ASSIGNMENT - Filter the entries that follow, copying every line in which the word "megabytes" appears.

GIVEN DATA -
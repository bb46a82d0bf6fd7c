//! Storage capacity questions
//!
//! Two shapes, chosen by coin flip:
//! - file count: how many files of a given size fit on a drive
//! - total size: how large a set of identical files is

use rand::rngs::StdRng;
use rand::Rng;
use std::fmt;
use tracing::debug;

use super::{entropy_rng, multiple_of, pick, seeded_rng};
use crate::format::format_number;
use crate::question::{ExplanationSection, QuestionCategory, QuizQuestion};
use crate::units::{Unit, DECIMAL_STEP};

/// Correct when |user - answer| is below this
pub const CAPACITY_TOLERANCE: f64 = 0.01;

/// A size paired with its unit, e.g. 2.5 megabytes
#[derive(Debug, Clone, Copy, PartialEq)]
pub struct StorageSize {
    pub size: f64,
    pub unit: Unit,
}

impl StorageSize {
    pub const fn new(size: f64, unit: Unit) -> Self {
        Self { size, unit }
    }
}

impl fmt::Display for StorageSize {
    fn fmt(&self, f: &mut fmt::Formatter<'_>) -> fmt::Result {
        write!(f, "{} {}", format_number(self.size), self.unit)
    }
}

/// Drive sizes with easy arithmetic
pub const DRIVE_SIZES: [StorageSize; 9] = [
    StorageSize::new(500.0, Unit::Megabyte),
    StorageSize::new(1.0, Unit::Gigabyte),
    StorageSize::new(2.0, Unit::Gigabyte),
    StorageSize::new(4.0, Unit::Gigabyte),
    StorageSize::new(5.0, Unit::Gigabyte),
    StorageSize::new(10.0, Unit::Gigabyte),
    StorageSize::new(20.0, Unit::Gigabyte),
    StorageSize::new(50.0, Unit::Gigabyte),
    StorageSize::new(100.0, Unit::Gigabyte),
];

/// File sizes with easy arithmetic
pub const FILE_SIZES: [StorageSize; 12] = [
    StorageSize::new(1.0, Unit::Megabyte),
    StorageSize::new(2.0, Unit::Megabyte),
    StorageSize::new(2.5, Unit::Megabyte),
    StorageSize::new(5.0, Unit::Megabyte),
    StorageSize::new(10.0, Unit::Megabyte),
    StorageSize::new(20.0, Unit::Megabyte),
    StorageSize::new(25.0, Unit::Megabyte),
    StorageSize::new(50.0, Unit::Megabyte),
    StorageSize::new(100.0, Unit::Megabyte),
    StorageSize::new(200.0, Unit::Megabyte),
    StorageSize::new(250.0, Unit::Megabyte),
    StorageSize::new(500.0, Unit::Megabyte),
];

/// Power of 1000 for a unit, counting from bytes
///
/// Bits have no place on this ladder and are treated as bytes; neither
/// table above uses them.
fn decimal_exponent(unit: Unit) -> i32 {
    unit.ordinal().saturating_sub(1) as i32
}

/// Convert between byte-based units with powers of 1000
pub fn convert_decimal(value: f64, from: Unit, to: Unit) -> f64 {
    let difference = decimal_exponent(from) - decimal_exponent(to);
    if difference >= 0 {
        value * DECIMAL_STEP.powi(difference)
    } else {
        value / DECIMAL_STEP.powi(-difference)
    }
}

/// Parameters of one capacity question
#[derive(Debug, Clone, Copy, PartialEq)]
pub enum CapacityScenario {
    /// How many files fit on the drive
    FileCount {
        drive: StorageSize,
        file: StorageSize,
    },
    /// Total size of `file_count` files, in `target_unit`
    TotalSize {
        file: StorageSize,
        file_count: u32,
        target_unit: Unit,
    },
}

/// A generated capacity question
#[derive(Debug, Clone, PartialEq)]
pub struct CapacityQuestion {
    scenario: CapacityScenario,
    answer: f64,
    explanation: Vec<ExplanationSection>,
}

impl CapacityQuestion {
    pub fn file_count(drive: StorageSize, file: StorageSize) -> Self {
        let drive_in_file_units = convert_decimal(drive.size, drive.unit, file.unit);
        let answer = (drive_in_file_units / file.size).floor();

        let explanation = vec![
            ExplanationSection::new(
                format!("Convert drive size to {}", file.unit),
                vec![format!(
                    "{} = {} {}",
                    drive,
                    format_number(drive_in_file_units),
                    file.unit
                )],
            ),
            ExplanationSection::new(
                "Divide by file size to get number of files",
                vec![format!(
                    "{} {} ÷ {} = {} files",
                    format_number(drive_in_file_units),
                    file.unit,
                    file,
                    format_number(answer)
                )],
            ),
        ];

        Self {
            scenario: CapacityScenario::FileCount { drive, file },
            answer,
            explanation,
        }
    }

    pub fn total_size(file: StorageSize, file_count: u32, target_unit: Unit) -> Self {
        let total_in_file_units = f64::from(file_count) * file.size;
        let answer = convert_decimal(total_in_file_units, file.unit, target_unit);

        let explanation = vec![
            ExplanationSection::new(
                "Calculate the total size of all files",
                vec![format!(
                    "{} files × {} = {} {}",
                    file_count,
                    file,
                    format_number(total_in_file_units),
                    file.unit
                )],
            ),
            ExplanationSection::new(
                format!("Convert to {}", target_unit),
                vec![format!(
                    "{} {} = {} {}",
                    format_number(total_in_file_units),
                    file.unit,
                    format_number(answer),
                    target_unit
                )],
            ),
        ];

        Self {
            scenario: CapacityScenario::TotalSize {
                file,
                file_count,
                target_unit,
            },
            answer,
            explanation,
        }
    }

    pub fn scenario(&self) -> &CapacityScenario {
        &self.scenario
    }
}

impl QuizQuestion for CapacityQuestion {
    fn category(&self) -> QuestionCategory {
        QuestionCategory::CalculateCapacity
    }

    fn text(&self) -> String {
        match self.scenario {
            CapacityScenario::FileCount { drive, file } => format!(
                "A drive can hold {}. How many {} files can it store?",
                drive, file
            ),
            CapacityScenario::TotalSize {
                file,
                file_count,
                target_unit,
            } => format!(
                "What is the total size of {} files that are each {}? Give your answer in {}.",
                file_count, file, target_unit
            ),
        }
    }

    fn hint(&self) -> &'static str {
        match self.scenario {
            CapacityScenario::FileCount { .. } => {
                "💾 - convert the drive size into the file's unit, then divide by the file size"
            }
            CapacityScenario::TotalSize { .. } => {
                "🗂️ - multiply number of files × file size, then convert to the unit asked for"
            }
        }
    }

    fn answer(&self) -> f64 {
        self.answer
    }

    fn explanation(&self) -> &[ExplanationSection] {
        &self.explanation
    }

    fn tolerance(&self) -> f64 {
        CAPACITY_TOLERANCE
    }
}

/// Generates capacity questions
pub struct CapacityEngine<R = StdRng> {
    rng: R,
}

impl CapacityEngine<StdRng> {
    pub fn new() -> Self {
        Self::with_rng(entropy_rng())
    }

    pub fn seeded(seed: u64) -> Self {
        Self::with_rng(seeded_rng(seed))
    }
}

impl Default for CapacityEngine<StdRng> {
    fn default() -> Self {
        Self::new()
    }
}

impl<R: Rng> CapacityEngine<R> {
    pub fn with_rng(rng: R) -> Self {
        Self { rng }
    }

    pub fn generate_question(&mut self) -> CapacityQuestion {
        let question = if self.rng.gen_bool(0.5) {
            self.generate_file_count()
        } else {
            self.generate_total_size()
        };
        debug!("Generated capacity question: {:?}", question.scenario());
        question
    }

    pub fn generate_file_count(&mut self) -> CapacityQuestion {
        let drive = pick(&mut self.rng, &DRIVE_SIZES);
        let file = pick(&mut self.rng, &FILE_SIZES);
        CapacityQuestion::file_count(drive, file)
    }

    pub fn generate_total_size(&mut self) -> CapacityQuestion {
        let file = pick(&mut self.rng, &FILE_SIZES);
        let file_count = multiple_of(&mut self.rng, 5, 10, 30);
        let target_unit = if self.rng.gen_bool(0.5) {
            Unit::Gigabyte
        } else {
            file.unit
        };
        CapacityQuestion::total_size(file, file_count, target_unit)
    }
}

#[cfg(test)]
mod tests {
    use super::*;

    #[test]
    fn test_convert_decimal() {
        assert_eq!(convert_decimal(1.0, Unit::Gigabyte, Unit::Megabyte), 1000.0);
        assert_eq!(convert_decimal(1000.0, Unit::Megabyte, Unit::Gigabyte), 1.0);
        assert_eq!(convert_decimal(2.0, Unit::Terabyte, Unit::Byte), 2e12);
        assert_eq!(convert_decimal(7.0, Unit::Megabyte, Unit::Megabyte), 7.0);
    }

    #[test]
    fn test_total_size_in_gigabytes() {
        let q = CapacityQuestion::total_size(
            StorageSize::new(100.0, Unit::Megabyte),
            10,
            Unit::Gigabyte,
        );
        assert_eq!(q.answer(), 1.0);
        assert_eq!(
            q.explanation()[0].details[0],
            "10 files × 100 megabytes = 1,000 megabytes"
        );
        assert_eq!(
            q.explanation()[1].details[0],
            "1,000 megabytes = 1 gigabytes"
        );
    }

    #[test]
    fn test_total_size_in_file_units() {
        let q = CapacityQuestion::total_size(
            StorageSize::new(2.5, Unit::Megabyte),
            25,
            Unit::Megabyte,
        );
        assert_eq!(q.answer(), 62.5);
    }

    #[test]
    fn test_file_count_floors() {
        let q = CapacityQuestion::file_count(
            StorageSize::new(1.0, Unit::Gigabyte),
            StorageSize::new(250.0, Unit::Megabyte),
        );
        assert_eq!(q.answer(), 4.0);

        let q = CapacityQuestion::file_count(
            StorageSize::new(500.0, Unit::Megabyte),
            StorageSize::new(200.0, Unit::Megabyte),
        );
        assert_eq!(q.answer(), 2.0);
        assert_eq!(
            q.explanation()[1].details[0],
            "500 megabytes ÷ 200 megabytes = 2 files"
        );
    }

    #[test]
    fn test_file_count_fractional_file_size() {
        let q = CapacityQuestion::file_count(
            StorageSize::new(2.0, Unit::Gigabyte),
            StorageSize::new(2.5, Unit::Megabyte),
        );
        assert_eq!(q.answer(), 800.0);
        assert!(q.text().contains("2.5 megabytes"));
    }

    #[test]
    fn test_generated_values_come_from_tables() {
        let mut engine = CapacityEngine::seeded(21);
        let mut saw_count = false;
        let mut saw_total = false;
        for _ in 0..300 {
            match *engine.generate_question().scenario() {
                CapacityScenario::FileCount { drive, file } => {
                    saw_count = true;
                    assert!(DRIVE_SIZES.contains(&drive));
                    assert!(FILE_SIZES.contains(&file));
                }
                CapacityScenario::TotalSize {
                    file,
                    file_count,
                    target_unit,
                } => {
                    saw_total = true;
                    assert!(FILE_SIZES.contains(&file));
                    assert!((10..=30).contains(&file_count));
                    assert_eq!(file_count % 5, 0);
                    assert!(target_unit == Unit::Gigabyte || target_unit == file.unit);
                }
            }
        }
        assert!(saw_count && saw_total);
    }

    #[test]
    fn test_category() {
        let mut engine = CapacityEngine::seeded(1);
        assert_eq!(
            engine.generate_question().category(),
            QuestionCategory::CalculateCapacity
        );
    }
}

OUTPUT FOR THIS EXERCISE -
/// A size paired with its unit, e.g. 2.5 megabytes
            "10 files × 100 megabytes = 1,000 megabytes"
            "1,000 megabytes = 1 gigabytes"
            "500 megabytes ÷ 200 megabytes = 2 files"
        assert!(q.text().contains("2.5 megabytes"));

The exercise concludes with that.